Antonio montero alcaide

Escritor

Última voluntad real

Una última voluntad sevillana del rey Pedro I se cumplió medio milenio después, pasada por agua

En los primeros días del año 1877, unas lluvias torrenciales provocaron grandes avenidas del río Guadalquivir, que mantuvieron inundada la ciudad durante varias jornadas. Efectos hubo desastrosos, pero asimismo uno singular e histórico: la custodia improvisada de los restos del rey Pedro I en la estación de ferrocarril Sevilla-Córdoba, adonde habían llegado desde Madrid. Meses antes, el 17 de agosto de 1876, Manuel Sánchez Silva, diputado a Cortes y senador, había publicado, en el periódico sevillano El Liberal, un artículo en el que, como asunto principal y después de algunos antecedentes históricos, afirmaba que "Sevilla cometería la mayor ingratitud dando al olvido la última voluntad de D. Pedro. Sevilla es la legítima heredera de sus restos y tiene cumplido derecho para reclamarlos". Pedro I había muerto más de medio milenio antes, en 1369, decapitado tras una lucha atropellada y desigual con su hermanastro Enrique II. Cuentan las crónicas que así ocurrió en Montiel y los restos del rey, recogida la cabeza que pudo rodar por las calles y ser clavada en una piqueta -como se acostumbraba para dar cuenta de la muerte y afligir a los leales-, se enterraron en la iglesia de Santiago, de la localidad de Puebla de Alcocer (Badajoz). Allí permaneció hasta que Constanza de Castilla, nieta de Pedro I, pidió al rey Juan II trasladar los restos de su abuelo al convento de Santo Domingo el Real, de Madrid, del que era priora. Tal se hizo en 1444, y los restos del rey quedaron en un sarcófago de mármol. Transcurridos más de cuatro siglos, en 1868, por el derrumbe del convento tras los levantamientos revolucionarios, los huesos del rey se llevan al Museo Arqueológico Nacional, de Madrid. Llegaron a estar en un Gabinete de Curiosidades, guardados un arca cerrada, con el cráneo encima, sobre en un cojín de terciopelo azul, cubierto con un fanal. Hasta que cráneo y huesos permanecieron en el arca un tanto arrinconados por la indiferencia y el olvido, según se queja Sánchez Silva. Un día después de publicado su artículo, se reúne el Cabildo del Ayuntamiento de Sevilla y acuerda pedir al Ministro de Fomento el traslado de los huesos de rey a la Catedral de Sevilla. En octubre se recibe la conformidad y el Ayuntamiento comisiona a otro diputado a Cortes, Gonzalo Segovia y Ardizone, para que reciba y custodie los restos que llegan a la Sevilla inundada.

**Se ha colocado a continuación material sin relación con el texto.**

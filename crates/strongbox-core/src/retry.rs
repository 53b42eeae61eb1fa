//! Bounded retry of transient storage errors.
//!
//! The store runs on a single SQLite connection, so a busy or locked database
//! is usually another process holding the file. Those errors are retried with
//! capped exponential backoff; everything else (constraint violations,
//! malformed SQL, decode failures) is returned on the first attempt.

use std::future::Future;
use std::time::Duration;

use strongbox_types::config::RetryConfig;
use strongbox_types::error::RepositoryError;

/// How many times, and how patiently, to retry a transient failure.
#[derive(Debug, Clone, Copy, PartialEq, Eq)]
pub struct RetryPolicy {
    /// Total attempts including the first one. Values below 1 behave as 1.
    pub max_attempts: u32,
    pub base_delay: Duration,
    pub max_delay: Duration,
}

impl RetryPolicy {
    /// Run once, never retry.
    pub fn none() -> Self {
        Self {
            max_attempts: 1,
            base_delay: Duration::ZERO,
            max_delay: Duration::ZERO,
        }
    }

    /// Retry without sleeping between attempts.
    pub fn immediate(max_attempts: u32) -> Self {
        Self {
            max_attempts,
            base_delay: Duration::ZERO,
            max_delay: Duration::ZERO,
        }
    }

    /// Delay before the retry following failed attempt number `attempt` (1-based).
    pub fn delay_for(&self, attempt: u32) -> Duration {
        let shift = attempt.saturating_sub(1).min(16);
        let base_ms = duration_to_u64_ms(self.base_delay);
        let max_ms = duration_to_u64_ms(self.max_delay);
        Duration::from_millis(base_ms.saturating_mul(1_u64 << shift).min(max_ms))
    }
}

impl Default for RetryPolicy {
    fn default() -> Self {
        RetryConfig::default().into()
    }
}

impl From<RetryConfig> for RetryPolicy {
    fn from(config: RetryConfig) -> Self {
        Self {
            max_attempts: config.max_attempts,
            base_delay: Duration::from_millis(config.base_delay_ms),
            max_delay: Duration::from_millis(config.max_delay_ms),
        }
    }
}

fn duration_to_u64_ms(d: Duration) -> u64 {
    u64::try_from(d.as_millis()).unwrap_or(u64::MAX)
}

/// Run `op`, retrying transient errors according to `policy`.
///
/// When the attempts run out on a transient error, the result is
/// [`RepositoryError::RetriesExhausted`] naming `operation`.
pub async fn retry_transient<T, F, Fut>(
    operation: &str,
    policy: &RetryPolicy,
    mut op: F,
) -> Result<T, RepositoryError>
where
    F: FnMut() -> Fut,
    Fut: Future<Output = Result<T, RepositoryError>>,
{
    let max_attempts = policy.max_attempts.max(1);
    let mut attempt = 0;

    loop {
        attempt += 1;
        match op().await {
            Ok(value) => return Ok(value),
            Err(err) if err.is_transient() => {
                if attempt >= max_attempts {
                    return Err(RepositoryError::RetriesExhausted {
                        operation: operation.to_string(),
                        attempts: attempt,
                        last: err.to_string(),
                    });
                }
                let delay = policy.delay_for(attempt);
                tracing::debug!(
                    operation,
                    attempt,
                    delay_ms = duration_to_u64_ms(delay),
                    "transient storage error, retrying: {err}"
                );
                tokio::time::sleep(delay).await;
            }
            Err(err) => return Err(err),
        }
    }
}

#[cfg(test)]
mod tests {
    use super::*;
    use std::sync::atomic::{AtomicU32, Ordering};

    #[test]
    fn test_delay_is_exponential_and_capped() {
        let policy = RetryPolicy {
            max_attempts: 10,
            base_delay: Duration::from_millis(10),
            max_delay: Duration::from_millis(100),
        };
        assert_eq!(policy.delay_for(1), Duration::from_millis(10));
        assert_eq!(policy.delay_for(2), Duration::from_millis(20));
        assert_eq!(policy.delay_for(3), Duration::from_millis(40));
        assert_eq!(policy.delay_for(5), Duration::from_millis(100));
        assert_eq!(policy.delay_for(40), Duration::from_millis(100));
    }

    #[test]
    fn test_policy_from_config() {
        let policy = RetryPolicy::from(RetryConfig {
            max_attempts: 3,
            base_delay_ms: 5,
            max_delay_ms: 50,
        });
        assert_eq!(policy.max_attempts, 3);
        assert_eq!(policy.base_delay, Duration::from_millis(5));
    }

    #[tokio::test]
    async fn test_retries_busy_then_succeeds() {
        let counter = AtomicU32::new(0);
        let calls = &counter;
        let result = retry_transient("store meta", &RetryPolicy::immediate(5), || async move {
            if calls.fetch_add(1, Ordering::SeqCst) < 2 {
                Err(RepositoryError::Busy("database is locked".into()))
            } else {
                Ok(42)
            }
        })
        .await;

        assert_eq!(result.unwrap(), 42);
        assert_eq!(calls.load(Ordering::SeqCst), 3);
    }

    #[tokio::test]
    async fn test_permanent_error_is_not_retried() {
        let counter = AtomicU32::new(0);
        let calls = &counter;
        let result: Result<(), _> =
            retry_transient("store meta", &RetryPolicy::immediate(5), || async move {
                calls.fetch_add(1, Ordering::SeqCst);
                Err(RepositoryError::Query("UNIQUE constraint failed".into()))
            })
            .await;

        assert!(matches!(result, Err(RepositoryError::Query(_))));
        assert_eq!(calls.load(Ordering::SeqCst), 1);
    }

    #[tokio::test]
    async fn test_exhaustion_names_operation() {
        let result: Result<(), _> =
            retry_transient("read meta 'token'", &RetryPolicy::immediate(3), || async {
                Err(RepositoryError::Busy("database is locked".into()))
            })
            .await;

        match result {
            Err(RepositoryError::RetriesExhausted {
                operation,
                attempts,
                ..
            }) => {
                assert_eq!(operation, "read meta 'token'");
                assert_eq!(attempts, 3);
            }
            other => panic!("expected RetriesExhausted, got {other:?}"),
        }
    }
}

En el testamento del rey don Pedro, hecho en Sevilla el 18 de noviembre de 1362, disponía que su cuerpo fuera traído a Sevilla y enterrado en la capilla nueva que entonces mandó hacer, junto a los restos de su mujer, María de Padilla. Esta última voluntad no solo tardó más de cinco siglos en cumplirse, sino que, llegados los restos del rey a Sevilla, los actos previstos para su recepción hubieron de suspenderse por las lluvias torrenciales. Hasta que el 15 de febrero de 1877 se exhibe en la catedral la arqueta forrada de terciopelo morado, con cantoneras de metal y cerrada con candado. Última voluntad real cumplida medio milenio después y pasada por agua.